Problem details: Only a number is expected here: the count of lines in the data that contain "Some".

[Stored data entries]
================================
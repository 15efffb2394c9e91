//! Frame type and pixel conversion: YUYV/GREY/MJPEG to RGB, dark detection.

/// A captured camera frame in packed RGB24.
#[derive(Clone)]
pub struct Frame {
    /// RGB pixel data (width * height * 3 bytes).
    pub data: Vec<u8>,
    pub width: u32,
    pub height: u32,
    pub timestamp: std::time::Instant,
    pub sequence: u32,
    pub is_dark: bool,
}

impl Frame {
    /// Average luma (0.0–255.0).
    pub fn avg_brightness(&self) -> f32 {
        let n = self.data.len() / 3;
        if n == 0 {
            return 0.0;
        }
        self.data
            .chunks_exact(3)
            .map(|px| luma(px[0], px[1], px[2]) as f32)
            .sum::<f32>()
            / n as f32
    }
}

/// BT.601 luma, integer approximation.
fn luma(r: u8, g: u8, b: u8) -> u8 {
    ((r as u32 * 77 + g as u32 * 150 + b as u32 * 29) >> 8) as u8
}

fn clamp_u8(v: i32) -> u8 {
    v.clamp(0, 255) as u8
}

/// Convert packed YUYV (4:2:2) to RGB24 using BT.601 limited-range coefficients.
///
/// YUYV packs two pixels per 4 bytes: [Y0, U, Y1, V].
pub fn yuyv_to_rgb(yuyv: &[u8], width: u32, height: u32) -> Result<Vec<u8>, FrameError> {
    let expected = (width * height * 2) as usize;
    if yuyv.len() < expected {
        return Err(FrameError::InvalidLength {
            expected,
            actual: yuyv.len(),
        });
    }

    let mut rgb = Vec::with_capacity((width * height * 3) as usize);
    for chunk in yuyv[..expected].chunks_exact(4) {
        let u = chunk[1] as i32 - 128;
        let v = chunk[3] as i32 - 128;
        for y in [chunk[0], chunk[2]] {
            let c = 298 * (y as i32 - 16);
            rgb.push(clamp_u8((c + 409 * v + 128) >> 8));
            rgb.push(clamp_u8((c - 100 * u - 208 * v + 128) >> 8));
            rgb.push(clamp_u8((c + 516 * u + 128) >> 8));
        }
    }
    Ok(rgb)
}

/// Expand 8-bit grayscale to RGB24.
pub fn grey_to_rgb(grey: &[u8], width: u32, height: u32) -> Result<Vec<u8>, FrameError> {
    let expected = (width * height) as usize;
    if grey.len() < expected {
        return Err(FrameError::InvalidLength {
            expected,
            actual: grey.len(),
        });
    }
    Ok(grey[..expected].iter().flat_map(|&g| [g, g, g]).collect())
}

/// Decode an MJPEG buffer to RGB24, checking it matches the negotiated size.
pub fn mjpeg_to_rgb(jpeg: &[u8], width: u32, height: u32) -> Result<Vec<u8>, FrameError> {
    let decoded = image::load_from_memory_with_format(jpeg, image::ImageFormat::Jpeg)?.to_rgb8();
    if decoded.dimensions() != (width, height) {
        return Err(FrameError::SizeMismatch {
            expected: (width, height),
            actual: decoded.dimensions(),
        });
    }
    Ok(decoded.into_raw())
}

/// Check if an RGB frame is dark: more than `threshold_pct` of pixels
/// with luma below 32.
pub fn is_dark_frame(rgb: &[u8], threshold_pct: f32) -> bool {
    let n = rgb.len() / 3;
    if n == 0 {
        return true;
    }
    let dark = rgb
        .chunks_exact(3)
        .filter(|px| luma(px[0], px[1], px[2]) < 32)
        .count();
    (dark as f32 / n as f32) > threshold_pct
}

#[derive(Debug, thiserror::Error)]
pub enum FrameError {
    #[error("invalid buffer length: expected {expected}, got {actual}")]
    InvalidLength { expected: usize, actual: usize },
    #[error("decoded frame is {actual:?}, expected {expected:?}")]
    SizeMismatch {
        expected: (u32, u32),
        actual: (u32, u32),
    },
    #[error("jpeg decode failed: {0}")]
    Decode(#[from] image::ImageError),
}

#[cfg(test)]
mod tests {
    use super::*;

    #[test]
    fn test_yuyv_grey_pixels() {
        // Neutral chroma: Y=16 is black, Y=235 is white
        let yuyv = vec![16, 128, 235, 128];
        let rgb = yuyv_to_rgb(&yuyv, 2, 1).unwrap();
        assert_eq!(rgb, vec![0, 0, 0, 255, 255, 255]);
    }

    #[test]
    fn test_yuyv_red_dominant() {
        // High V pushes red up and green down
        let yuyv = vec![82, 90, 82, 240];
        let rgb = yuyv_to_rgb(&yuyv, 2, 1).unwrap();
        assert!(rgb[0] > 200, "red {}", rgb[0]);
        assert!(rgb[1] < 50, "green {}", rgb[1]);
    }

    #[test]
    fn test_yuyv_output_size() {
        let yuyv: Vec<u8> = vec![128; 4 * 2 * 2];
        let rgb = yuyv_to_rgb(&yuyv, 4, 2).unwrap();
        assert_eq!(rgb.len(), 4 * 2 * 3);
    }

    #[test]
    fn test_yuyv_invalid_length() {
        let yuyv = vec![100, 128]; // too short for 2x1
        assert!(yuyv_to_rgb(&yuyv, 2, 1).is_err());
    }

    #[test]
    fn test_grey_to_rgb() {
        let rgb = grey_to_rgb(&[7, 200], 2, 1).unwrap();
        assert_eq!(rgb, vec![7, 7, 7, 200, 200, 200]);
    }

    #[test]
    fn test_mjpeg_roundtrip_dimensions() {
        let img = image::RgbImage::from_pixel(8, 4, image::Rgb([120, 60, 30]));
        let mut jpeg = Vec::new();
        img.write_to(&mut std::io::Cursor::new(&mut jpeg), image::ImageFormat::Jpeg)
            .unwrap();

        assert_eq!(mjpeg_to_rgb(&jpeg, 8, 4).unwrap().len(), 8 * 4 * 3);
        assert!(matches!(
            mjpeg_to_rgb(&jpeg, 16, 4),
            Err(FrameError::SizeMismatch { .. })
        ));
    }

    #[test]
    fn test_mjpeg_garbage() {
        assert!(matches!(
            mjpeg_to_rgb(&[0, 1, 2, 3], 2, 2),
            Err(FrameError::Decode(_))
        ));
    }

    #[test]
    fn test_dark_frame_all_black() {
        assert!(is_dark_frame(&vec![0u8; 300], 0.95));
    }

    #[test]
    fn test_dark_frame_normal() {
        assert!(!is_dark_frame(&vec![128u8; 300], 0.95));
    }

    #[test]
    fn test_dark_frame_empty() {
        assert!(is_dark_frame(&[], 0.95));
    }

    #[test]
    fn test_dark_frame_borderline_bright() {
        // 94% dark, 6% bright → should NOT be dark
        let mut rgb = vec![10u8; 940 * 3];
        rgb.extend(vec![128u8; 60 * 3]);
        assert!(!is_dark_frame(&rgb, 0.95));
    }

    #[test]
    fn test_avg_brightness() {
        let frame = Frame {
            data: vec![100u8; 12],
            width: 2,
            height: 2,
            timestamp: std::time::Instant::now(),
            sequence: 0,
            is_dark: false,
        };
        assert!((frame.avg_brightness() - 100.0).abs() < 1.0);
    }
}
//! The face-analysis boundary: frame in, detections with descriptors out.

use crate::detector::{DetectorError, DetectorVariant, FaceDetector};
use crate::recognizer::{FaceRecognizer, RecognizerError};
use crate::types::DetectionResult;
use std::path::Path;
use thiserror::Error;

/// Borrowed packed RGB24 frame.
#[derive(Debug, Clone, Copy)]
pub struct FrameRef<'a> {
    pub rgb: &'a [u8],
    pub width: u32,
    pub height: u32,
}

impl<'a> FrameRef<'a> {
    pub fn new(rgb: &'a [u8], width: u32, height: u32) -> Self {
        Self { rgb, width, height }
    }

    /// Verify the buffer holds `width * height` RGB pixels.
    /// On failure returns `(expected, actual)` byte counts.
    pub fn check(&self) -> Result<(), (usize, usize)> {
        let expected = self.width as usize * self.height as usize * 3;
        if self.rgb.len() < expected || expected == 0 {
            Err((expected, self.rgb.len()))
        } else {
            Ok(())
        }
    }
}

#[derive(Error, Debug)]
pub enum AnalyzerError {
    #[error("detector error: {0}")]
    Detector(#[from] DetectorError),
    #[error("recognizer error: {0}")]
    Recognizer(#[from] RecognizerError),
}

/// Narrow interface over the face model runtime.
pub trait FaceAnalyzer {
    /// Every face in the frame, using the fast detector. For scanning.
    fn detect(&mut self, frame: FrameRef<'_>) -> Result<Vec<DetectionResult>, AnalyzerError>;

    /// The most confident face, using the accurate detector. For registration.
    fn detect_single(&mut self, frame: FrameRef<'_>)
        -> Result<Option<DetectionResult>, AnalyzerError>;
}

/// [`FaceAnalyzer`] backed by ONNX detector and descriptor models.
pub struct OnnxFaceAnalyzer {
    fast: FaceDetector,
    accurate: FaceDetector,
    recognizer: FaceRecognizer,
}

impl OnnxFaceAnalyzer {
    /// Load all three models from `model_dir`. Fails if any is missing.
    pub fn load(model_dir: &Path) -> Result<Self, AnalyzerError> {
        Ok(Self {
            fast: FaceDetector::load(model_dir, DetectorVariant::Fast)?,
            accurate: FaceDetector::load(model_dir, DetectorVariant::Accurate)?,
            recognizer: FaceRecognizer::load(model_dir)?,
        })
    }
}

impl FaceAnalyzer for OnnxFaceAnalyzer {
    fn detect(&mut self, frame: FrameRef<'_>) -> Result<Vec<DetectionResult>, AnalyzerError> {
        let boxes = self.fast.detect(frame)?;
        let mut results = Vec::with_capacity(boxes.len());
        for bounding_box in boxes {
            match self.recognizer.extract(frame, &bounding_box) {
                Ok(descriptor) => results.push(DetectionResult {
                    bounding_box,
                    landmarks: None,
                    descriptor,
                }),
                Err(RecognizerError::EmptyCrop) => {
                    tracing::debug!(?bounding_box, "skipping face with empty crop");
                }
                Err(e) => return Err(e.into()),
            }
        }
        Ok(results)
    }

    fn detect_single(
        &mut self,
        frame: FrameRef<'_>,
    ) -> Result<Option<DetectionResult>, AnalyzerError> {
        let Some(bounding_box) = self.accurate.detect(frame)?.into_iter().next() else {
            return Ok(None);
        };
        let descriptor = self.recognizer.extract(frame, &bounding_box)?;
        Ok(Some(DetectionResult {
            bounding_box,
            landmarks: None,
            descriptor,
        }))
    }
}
================================
Solution for this task: 2